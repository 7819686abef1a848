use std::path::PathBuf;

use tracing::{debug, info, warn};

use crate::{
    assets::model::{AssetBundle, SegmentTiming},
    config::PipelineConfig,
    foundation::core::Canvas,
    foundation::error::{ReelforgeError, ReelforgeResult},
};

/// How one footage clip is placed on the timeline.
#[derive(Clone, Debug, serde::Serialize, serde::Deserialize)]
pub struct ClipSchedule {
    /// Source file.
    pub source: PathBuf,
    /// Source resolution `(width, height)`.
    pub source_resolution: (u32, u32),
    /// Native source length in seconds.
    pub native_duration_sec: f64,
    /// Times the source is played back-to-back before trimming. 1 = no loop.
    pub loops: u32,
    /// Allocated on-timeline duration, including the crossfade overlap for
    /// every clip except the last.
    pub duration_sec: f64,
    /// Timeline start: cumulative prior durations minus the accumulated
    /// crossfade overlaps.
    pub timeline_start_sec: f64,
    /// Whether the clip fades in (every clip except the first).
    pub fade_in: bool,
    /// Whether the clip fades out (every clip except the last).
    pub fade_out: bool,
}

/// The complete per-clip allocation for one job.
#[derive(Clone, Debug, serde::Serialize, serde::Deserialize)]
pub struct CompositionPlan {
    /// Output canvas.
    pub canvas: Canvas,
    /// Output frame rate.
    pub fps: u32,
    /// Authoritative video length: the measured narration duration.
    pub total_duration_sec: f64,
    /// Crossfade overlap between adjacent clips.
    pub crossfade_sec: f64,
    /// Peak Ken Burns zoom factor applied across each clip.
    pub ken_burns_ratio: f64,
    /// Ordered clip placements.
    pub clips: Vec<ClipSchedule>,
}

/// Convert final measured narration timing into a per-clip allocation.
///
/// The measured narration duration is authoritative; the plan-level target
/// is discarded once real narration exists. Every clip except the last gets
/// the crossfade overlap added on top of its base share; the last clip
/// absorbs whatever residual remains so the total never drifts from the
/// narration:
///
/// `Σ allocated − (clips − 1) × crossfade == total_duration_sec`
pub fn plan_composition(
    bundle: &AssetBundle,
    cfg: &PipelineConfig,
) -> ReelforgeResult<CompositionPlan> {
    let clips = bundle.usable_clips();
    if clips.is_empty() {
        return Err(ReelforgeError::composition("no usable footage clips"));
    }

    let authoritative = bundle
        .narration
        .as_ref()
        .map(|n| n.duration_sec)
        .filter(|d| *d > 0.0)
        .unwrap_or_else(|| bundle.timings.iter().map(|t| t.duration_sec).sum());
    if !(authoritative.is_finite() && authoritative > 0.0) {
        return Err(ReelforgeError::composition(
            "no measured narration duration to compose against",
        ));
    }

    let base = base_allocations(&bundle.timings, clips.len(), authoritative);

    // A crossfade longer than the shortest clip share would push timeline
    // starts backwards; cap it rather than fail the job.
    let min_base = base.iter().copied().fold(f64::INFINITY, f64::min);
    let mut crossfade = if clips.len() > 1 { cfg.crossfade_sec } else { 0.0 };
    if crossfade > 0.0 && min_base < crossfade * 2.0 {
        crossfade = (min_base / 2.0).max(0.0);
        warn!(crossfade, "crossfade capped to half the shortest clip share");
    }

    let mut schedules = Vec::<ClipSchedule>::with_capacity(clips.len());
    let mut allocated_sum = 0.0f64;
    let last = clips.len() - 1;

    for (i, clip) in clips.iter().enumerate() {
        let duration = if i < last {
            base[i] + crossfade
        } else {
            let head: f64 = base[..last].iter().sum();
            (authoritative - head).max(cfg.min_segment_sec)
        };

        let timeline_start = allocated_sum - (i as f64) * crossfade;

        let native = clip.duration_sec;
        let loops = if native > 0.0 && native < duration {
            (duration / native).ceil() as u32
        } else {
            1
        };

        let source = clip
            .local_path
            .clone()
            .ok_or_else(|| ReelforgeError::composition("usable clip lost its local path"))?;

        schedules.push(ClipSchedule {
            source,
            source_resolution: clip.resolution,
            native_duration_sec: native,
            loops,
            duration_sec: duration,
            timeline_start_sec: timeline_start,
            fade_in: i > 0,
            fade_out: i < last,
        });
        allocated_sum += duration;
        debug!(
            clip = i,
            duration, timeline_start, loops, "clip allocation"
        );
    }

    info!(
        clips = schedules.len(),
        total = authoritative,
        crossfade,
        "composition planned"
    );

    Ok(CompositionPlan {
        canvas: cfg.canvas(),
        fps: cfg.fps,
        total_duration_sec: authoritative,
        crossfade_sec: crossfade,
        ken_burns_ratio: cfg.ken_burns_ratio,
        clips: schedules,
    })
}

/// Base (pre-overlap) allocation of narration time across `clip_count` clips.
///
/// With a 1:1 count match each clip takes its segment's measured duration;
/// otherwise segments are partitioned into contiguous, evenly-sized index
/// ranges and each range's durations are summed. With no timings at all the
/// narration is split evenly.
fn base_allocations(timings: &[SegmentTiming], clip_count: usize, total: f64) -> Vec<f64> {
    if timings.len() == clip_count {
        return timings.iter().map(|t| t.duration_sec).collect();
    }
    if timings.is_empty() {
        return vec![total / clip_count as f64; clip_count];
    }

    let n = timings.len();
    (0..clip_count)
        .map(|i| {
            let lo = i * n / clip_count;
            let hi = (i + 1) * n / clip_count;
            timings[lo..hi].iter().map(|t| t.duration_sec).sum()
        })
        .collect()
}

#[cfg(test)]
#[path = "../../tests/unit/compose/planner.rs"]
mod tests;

◆ **Exercise description**: Line count for the string "evenly": work it out from the records above and reply with the number alone.

◆ **Solved exercise**: 2